Adverse Drug Events and medication errors

p117, estimated associated with 7,000 deaths a year??! wow

Oh interesting, switching away from handwritten scriprs helped.

And, hmm “med rec”, medication reconciliation, hrlping awareness on drug interactions, especially, hmm, between, different lists a patient might have, w.r.t. different facilities they go to.

Hmm but how does this work, I always wondered how freely doss EHR information flow between your different providers. Why do they constantly ask you for your medical history as if they cannot conceivably get it from your past providers?!? Hope this book explains that! When you see a new provider you are always rushed to remember your history but that is a crazy ask.

Authors write that “med reconciliation " doesnt always happen yet and studies still discover big descrepencies .

Nosocomial infections

p117, infections at a hospital

hmm, risk factors , higher for already being sick, but hmm also IV lines, catheters, hmm, CLABSIs, mentioned a few pages ezrlier.

Oh cool, I didnt realize these are preventable w.r.t. errors, and that using checklists has helped, to improve HAIs, health care associated infections. Due to, Laurance J. Peter Pronovost: champion of checklists in critical care. Lancet, https:// www.sciencedirect.com/ science/article/pii/S0140673609614392

I wonder if this is related to the Checklist Manifesto book, from Atul Gawande, which I remember was given to everyone at my company in 2015, that was a fond memory.

p118, sounds like nevertheless, HAI reduced into 2010s, but still number here , $40billion cost total, hmm ouch. Long way to go!!

Reading, Medicare, uses stick approach, to not reimburse after HAI for certain procedures, ok. I hope there is not a weird self under-reporting consequence then? Sounds really tricky to get reliable data and prevent a conflict of interest here!

handoffs

p118 lots of handoffs for people in hispital . hmm but why is this any different from fact that you have many providers in your life in the grand scheme of things.

although i get that not everyone has a chronic condition.

SBAR, IPASS, hand off standards. cool.

think im starting to see why residents are asked to work crazy hours, maybe to reduce hand off related errors? If we fix this we could reduce fatigue related errors???? 😲

https://www.psgh.com/ news/i-pass-and-sbar-handoff-tools-have-proven-benefits/

chronic conditions

p119, saying we know what are the causes of hypertension (aka high blood pressure ). I didnt know we know, I thought we only knew the risk factors.

This is being discussed next to preventative care because apparently high blood pressure doesn’t have a particular symptom and so checking if you have this would be really good preventative care.

Contributing factors, diet, exercise, smoking, alcohol, sleep, stress, and indirectly, access to medicine to control it, genetics and age.

Hmm well [3] seems to say being over 55 is a risk factor, hmm but has that been true, when controlling for all of the other factors like other disease that might be more common after your 55?

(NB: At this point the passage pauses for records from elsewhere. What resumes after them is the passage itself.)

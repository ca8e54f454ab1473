//! Cell-grid index for distance cutoffs.
//!
//! Space is cut into cubic cells at least as wide as the cutoff, so every
//! pair within range sits in the same or an adjacent cell.

use crate::model::conformation::distance;
use std::collections::HashMap;

/// Cells narrower than this only add hashing overhead.
const MIN_CELL_SIZE: f64 = 1.0;

type Cell = (i32, i32, i32);

#[derive(Debug)]
pub struct SpatialGrid {
    inv_cell_size: f64,
    cells: HashMap<Cell, Vec<usize>>,
}

impl SpatialGrid {
    /// Creates an empty grid whose cells are at least `cutoff` wide.
    ///
    /// An infinite cutoff puts every point in a single cell.
    pub fn new(cutoff: f64) -> Self {
        let inv_cell_size = if cutoff.is_finite() {
            1.0 / cutoff.max(MIN_CELL_SIZE)
        } else if cutoff == f64::INFINITY {
            0.0
        } else {
            1.0 / MIN_CELL_SIZE
        };
        Self {
            inv_cell_size,
            cells: HashMap::new(),
        }
    }

    /// Indexes every finite position; non-finite ones are never in range.
    pub fn from_positions(positions: &[[f64; 3]], cutoff: f64) -> Self {
        let mut grid = Self::new(cutoff);
        for (idx, pos) in positions.iter().enumerate() {
            grid.insert(idx, *pos);
        }
        grid
    }

    fn cell_coords(&self, pos: [f64; 3]) -> Cell {
        (
            (pos[0] * self.inv_cell_size).floor() as i32,
            (pos[1] * self.inv_cell_size).floor() as i32,
            (pos[2] * self.inv_cell_size).floor() as i32,
        )
    }

    pub fn insert(&mut self, idx: usize, pos: [f64; 3]) {
        if pos.iter().all(|c| c.is_finite()) {
            let cell = self.cell_coords(pos);
            self.cells.entry(cell).or_default().push(idx);
        }
    }

    /// Every pair `(i, j, d)` with `i < j` and `d <= cutoff`, sorted by
    /// `(i, j)`.
    ///
    /// `cutoff` must not exceed the one the grid was built for.
    pub fn pairs_within(&self, positions: &[[f64; 3]], cutoff: f64) -> Vec<(usize, usize, f64)> {
        let mut pairs = Vec::new();
        for (cell, members) in &self.cells {
            for dx in -1..=1 {
                for dy in -1..=1 {
                    for dz in -1..=1 {
                        let neighbor = (
                            cell.0.saturating_add(dx),
                            cell.1.saturating_add(dy),
                            cell.2.saturating_add(dz),
                        );
                        let Some(others) = self.cells.get(&neighbor) else {
                            continue;
                        };
                        for &i in members {
                            for &j in others.iter().filter(|&&j| j > i) {
                                let d = distance(&positions[i], &positions[j]);
                                if d <= cutoff {
                                    pairs.push((i, j, d));
                                }
                            }
                        }
                    }
                }
            }
        }
        // Saturated cell coordinates can visit a neighbour twice.
        pairs.sort_unstable_by_key(|&(i, j, _)| (i, j));
        pairs.dedup_by_key(|&mut (i, j, _)| (i, j));
        pairs
    }
}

(I recall I had a note about p42 about lack of incentives for insurers to pay for preventative care since insurance has churn which outweighs the benefit . What about bad karma 😆?)

disparities by area

p121, New Orleans example, where localized life expectancy statistics hide behind averages. So New Orleans average of about 77, tracks national average, but 55 for French Quarter,

https://www.rwif.org/en/library/infographics/new-orleans-map.html

Data is by parishes, this term, defined here as, neighborhoods, hoghly segrerated by race and income.

p122, story of Kaiser Permanente, cutting hypertension gap in outcomes , between Black and White populations, in half.

EHR EMR pitfalls

p123, oh wow, crazy, i didnt realize, EHR was purely a federal government thing, in Veterans Affairs since 1990s, and only after, 2009, Health Information Technology for Economic and Clinical Health HITECH Act, percentage of hospitals using EHR surged from 10% to 97% in just 5 years. Wow!!

References

  1. Healthcare Handbook, 3rd edition.